A permanência ou saída do parlamentar do cargo de articulação governista está diretamente condicionada ao resultado de uma reunião presencial com o presidente Luiz Inácio Lula da Silva, prevista para ser realizada logo no início desta semana na capital federal.
O Palácio do Planalto e os partidos aliados de sustentação observam a situação atual com extrema cautela e pragmatismo. Entre os interlocutores governamentais e os parlamentares mais próximos à administração, a expectativa predominante e consensual é de que o senador de fato entregue o cargo de liderança.
O principal fator que move essa avaliação interna é a urgente necessidade de evitar maiores desgastes políticos para a gestão do presidente Lula, especialmente após a forte repercussão de uma operação realizada pela Polícia Federal na última quinta-feira.

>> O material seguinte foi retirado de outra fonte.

#[cfg(test)]
mod tests {
    use super::*;
    use crate::registry::{RawDocument, SourceContents};
    use crate::test_support::{fixed_now, fixture_snapshot, platforms};
    use chrono::NaiveDate;

    fn generator() -> SqlGenerator {
        SqlGenerator::new(GeneratorSettings {
            project_id: "proj".to_string(),
            dataset: "commerce".to_string(),
            default_window_days: 30,
        })
    }

    fn date(y: i32, m: u32, d: u32) -> NaiveDate {
        NaiveDate::from_ymd_opt(y, m, d).unwrap()
    }

    fn snapshot_of(docs: &[(&str, &str)]) -> RegistrySnapshot {
        RegistrySnapshot::build(SourceContents {
            documents: docs
                .iter()
                .map(|(name, content)| {
                    RawDocument::yaml("consolidated", &format!("consolidated/{}.yaml", name), content)
                })
                .collect(),
            unreadable: Vec::new(),
        })
    }

    #[test]
    fn test_total_sales_last_month() {
        let snapshot = fixture_snapshot();
        let query = generator()
            .generate_query_at(
                &snapshot,
                "What were my total sales last month?",
                &platforms(&["shopify", "amazon"]),
                Some("sales"),
                fixed_now(),
            )
            .unwrap();

        assert!(query.sql.contains("SUM(total_amount) AS total_sales"));
        assert!(query.sql.contains("FROM `proj.commerce.orders`"));
        assert!(query
            .sql
            .contains("orders.order_date BETWEEN @start_date AND @end_date"));
        assert!(query.sql.contains("orders.platform IN UNNEST(@platforms)"));
        assert!(!query.sql.contains('{'));
        assert_eq!(query.tables, vec!["orders"]);
        assert_eq!(query.context.template, "sales_by_platform");

        assert_eq!(query.params["start_date"], ParamValue::Date(date(2024, 2, 1)));
        assert_eq!(query.params["end_date"], ParamValue::Date(date(2024, 2, 29)));
        assert_eq!(
            query.params["platforms"],
            ParamValue::string_array(["shopify", "amazon"])
        );
    }

    #[test]
    fn test_column_metric_skipped_when_defined_metric_matches() {
        let snapshot = fixture_snapshot();
        let query = generator()
            .generate_query_at(&snapshot, "total sales last week", &[], Some("sales"), fixed_now())
            .unwrap();

        assert!(query.sql.contains("AVG(total_amount) AS avg_total_amount"));
        assert!(!query.sql.contains("sum_total_amount"));
        assert_eq!(query.context.metrics[0].origin, MetricOrigin::Defined);
    }

    #[test]
    fn test_no_platforms_uses_tautology() {
        let snapshot = fixture_snapshot();
        let query = generator()
            .generate_query_at(&snapshot, "total sales", &[], Some("sales"), fixed_now())
            .unwrap();

        assert!(query.sql.contains("AND 1=1"));
        assert_eq!(query.params["platforms"], ParamValue::Array(vec![]));
    }

    #[test]
    fn test_default_window_without_time_phrase() {
        let snapshot = fixture_snapshot();
        let query = generator()
            .generate_query_at(&snapshot, "total sales", &[], Some("sales"), fixed_now())
            .unwrap();

        assert_eq!(query.context.time_window.pattern, None);
        assert_eq!(query.params["start_date"], ParamValue::Date(date(2024, 2, 14)));
        assert_eq!(query.params["end_date"], ParamValue::Date(date(2024, 3, 15)));
    }

    #[test]
    fn test_template_metrics_used_when_none_requested() {
        let snapshot = fixture_snapshot();
        let query = generator()
            .generate_query_at(
                &snapshot,
                "how are categories performing this quarter",
                &platforms(&["ebay"]),
                Some("performance"),
                fixed_now(),
            )
            .unwrap();

        assert_eq!(query.context.template, "performance_by_category");
        assert!(query.sql.contains("SUM(total_amount) AS total_sales, COUNT(DISTINCT order_id) AS order_count"));
        assert!(query
            .sql
            .contains("JOIN `proj.commerce.products` ON orders.product_id = products.product_id"));
        assert_eq!(query.tables, vec!["orders", "products"]);
    }

    #[test]
    fn test_join_to_customers_via_business_term() {
        let snapshot = fixture_snapshot();
        let query = generator()
            .generate_query_at(
                &snapshot,
                "total sales by customer name",
                &platforms(&["shopify"]),
                Some("sales"),
                fixed_now(),
            )
            .unwrap();

        assert_eq!(query.context.joins.len(), 1);
        assert_eq!(query.context.joins[0].from, "orders");
        assert_eq!(query.context.joins[0].to, "customers");
        assert!(query
            .sql
            .contains("JOIN `proj.commerce.customers` ON orders.customer_id = customers.customer_id"));
    }

    #[test]
    fn test_reverse_edge_join_from_template_table() {
        let snapshot = fixture_snapshot();
        let query = generator()
            .generate_query_at(&snapshot, "stock levels", &[], Some("inventory"), fixed_now())
            .unwrap();

        assert_eq!(query.context.primary_table, "inventory");
        assert!(query.sql.contains("FROM `proj.commerce.inventory`"));
        assert!(query
            .sql
            .contains("JOIN `proj.commerce.products` ON inventory.product_id = products.product_id"));
        assert!(query
            .sql
            .contains("inventory.snapshot_date BETWEEN @start_date AND @end_date"));
    }

    #[test]
    fn test_no_tables() {
        let snapshot = fixture_snapshot();
        let err = generator()
            .generate_query_at(&snapshot, "hello there", &[], None, fixed_now())
            .unwrap_err();
        assert_eq!(err, GenerationError::NoTables);
    }

    #[test]
    fn test_template_without_metrics_fails() {
        let snapshot = fixture_snapshot();
        let err = generator()
            .generate_query_at(&snapshot, "list every customer name", &[], None, fixed_now())
            .unwrap_err();
        assert_eq!(
            err,
            GenerationError::NoMetrics {
                template: "default".to_string()
            }
        );
    }

    #[test]
    fn test_missing_date_column() {
        let snapshot = snapshot_of(&[(
            "regions",
            r#"
table_name: regions
columns:
  - {name: region, type: STRING}
common_metrics:
  - {name: region_count, sql_template: COUNT(region)}
query_templates:
  - {name: default, template: "SELECT {metrics} FROM {table} WHERE {date_condition}"}
query_types: [geo]
"#,
        )]);

        let err = generator()
            .generate_query_at(&snapshot, "region count", &[], Some("geo"), fixed_now())
            .unwrap_err();
        assert_eq!(
            err,
            GenerationError::NoDateColumn {
                table: "regions".to_string()
            }
        );
    }

    const REFUNDS: &str = r#"
table_name: refunds
date_column: refund_date
columns:
  - {name: refund_id, type: STRING}
  - {name: refund_date, type: DATE}
  - {name: amount, type: NUMERIC}
common_metrics:
  - {name: refund_total, sql_template: SUM(amount)}
query_templates:
  - name: default
    template: "SELECT {metrics} FROM {table} {joins} WHERE {date_condition} AND {platform_condition}"
query_types: [refunds]
"#;

    #[test]
    fn test_platforms_without_platform_column_fail() {
        let snapshot = snapshot_of(&[("refunds", REFUNDS)]);

        let err = generator()
            .generate_query_at(&snapshot, "refund total last month", &platforms(&["shopify"]), Some("refunds"), fixed_now())
            .unwrap_err();
        assert_eq!(
            err,
            GenerationError::PlatformFilterUnavailable {
                template: "default".to_string(),
                tables: vec!["refunds".to_string()],
            }
        );
    }

    #[test]
    fn test_platforms_need_platform_placeholder() {
        let snapshot = snapshot_of(&[(
            "visits",
            r#"
table_name: visits
columns:
  - {name: visit_date, type: DATE}
  - {name: platform, type: STRING}
common_metrics:
  - {name: visit_count, sql_template: COUNT(*)}
query_templates:
  - {name: default, template: "SELECT {metrics} FROM {table} WHERE {date_condition}"}
query_types: [traffic]
"#,
        )]);

        let err = generator()
            .generate_query_at(&snapshot, "visit count", &platforms(&["ebay"]), Some("traffic"), fixed_now())
            .unwrap_err();
        assert!(matches!(err, GenerationError::PlatformFilterUnavailable { .. }));

        let query = generator()
            .generate_query_at(&snapshot, "visit count", &[], Some("traffic"), fixed_now())
            .unwrap();
        assert!(!query.sql.contains("platform"));
    }

    #[test]
    fn test_empty_joins_leave_single_spaces() {
        let snapshot = snapshot_of(&[("refunds", REFUNDS)]);
        let query = generator()
            .generate_query_at(&snapshot, "refund total", &[], Some("refunds"), fixed_now())
            .unwrap();

        assert!(query.sql.contains("`proj.commerce.refunds` WHERE refunds.refund_date BETWEEN"), "{}", query.sql);
        assert!(!query.sql.contains("  "), "{}", query.sql);
    }

    #[test]
    fn test_unreachable_join() {
        let snapshot = snapshot_of(&[
            (
                "visits",
                r#"
table_name: visits
columns:
  - {name: visit_date, type: DATE}
common_metrics:
  - {name: visit_count, sql_template: COUNT(*)}
query_templates:
  - {name: default, template: "SELECT {metrics} FROM {table} {joins} WHERE {date_condition}"}
query_types: [traffic]
"#,
            ),
            (
                "campaigns",
                "table_name: campaigns\ncolumns:\n  - {name: start_date, type: DATE}\nquery_types: [traffic]\n",
            ),
        ]);

        let err = generator()
            .generate_query_at(&snapshot, "visit count", &[], Some("traffic"), fixed_now())
            .unwrap_err();
        assert_eq!(
            err,
            GenerationError::NoJoinPath {
                from: "visits".to_string(),
                to: "campaigns".to_string()
            }
        );
    }

    #[test]
    fn test_no_template() {
        let snapshot = snapshot_of(&[(
            "visits",
            "table_name: visits\ncolumns:\n  - {name: visit_date, type: DATE}\nquery_types: [traffic]\n",
        )]);

        let err = generator()
            .generate_query_at(&snapshot, "visits", &[], Some("traffic"), fixed_now())
            .unwrap_err();
        assert_eq!(
            err,
            GenerationError::NoTemplate {
                query_type: Some("traffic".to_string())
            }
        );
    }

    #[test]
    fn test_unknown_placeholder_rejected() {
        let snapshot = snapshot_of(&[(
            "visits",
            r#"
table_name: visits
columns:
  - {name: visit_date, type: DATE}
common_metrics:
  - {name: visit_count, sql_template: COUNT(*)}
query_templates:
  - name: by_region
    type: traffic
    template: "SELECT {region}, {metrics} FROM {table} WHERE {date_condition}"
query_types: [traffic]
"#,
        )]);

        let err = generator()
            .generate_query_at(&snapshot, "visit count", &[], Some("traffic"), fixed_now())
            .unwrap_err();
        assert_eq!(
            err,
            GenerationError::UnresolvedPlaceholder {
                template: "by_region".to_string(),
                placeholder: "region".to_string()
            }
        );
    }

    #[test]
    fn test_timestamp_date_column_is_cast() {
        let snapshot = snapshot_of(&[(
            "sessions",
            r#"
table_name: sessions
columns:
  - {name: started_at, type: TIMESTAMP}
common_metrics:
  - {name: session_count, sql_template: COUNT(*)}
query_templates:
  - {name: default, template: "SELECT {metrics} FROM {table} WHERE {date_condition}"}
"#,
        )]);

        let query = generator()
            .generate_query_at(&snapshot, "session count yesterday", &[], None, fixed_now())
            .unwrap();
        assert!(query
            .sql
            .contains("DATE(sessions.started_at) BETWEEN @start_date AND @end_date"));
        assert_eq!(query.params["start_date"], ParamValue::Date(date(2024, 3, 14)));
    }
}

As investigações conduzidas pela Polícia Federal apontam suspeitas severas envolvendo o congressista na Bahia. Segundo as apurações formais da corporação, o senador Jaques Wagner teria supostamente recebido o montante de R$ 3,5 milhões em dinheiro vivo.
A entrega física desse valor expressivo teria ocorrido nas dependências de um apartamento localizado no município de Salvador. O suposto repasse financeiro de grande monta teria como origem declarada Augusto Lima, apontado pelos investigadores federais como ex-sócio de Daniel Vorcaro.
A tese elaborada pela Polícia Federal sustenta que o pagamento milionário teria uma finalidade de contrapartida política bem específica. Em troca da quantia recebida na capital baiana, o parlamentar teria atuado ativamente no Congresso Nacional para favorecer os interesses da instituição Master.
As autoridades policiais federais buscam agora esclarecer a extensão completa dessa suposta atuação legislativa e a correlação direta entre o recebimento dos valores sob suspeita e os atos políticos praticados pelo senador no exercício de suas funções públicas de representação de base.
O parlamentar nega categoricamente qualquer tipo de envolvimento pessoal ou institucional em práticas irregulares, defendendo a lisura de sua conduta ética no parlamento brasileiro. Demonstrando forte resistência política aos apelos internos da base, o senador insiste firmemente em sua permanência na liderança do governo no Senado Federal, sob o argumento de que não há fundamentos factuais que justifiquem o seu afastamento imediato da função.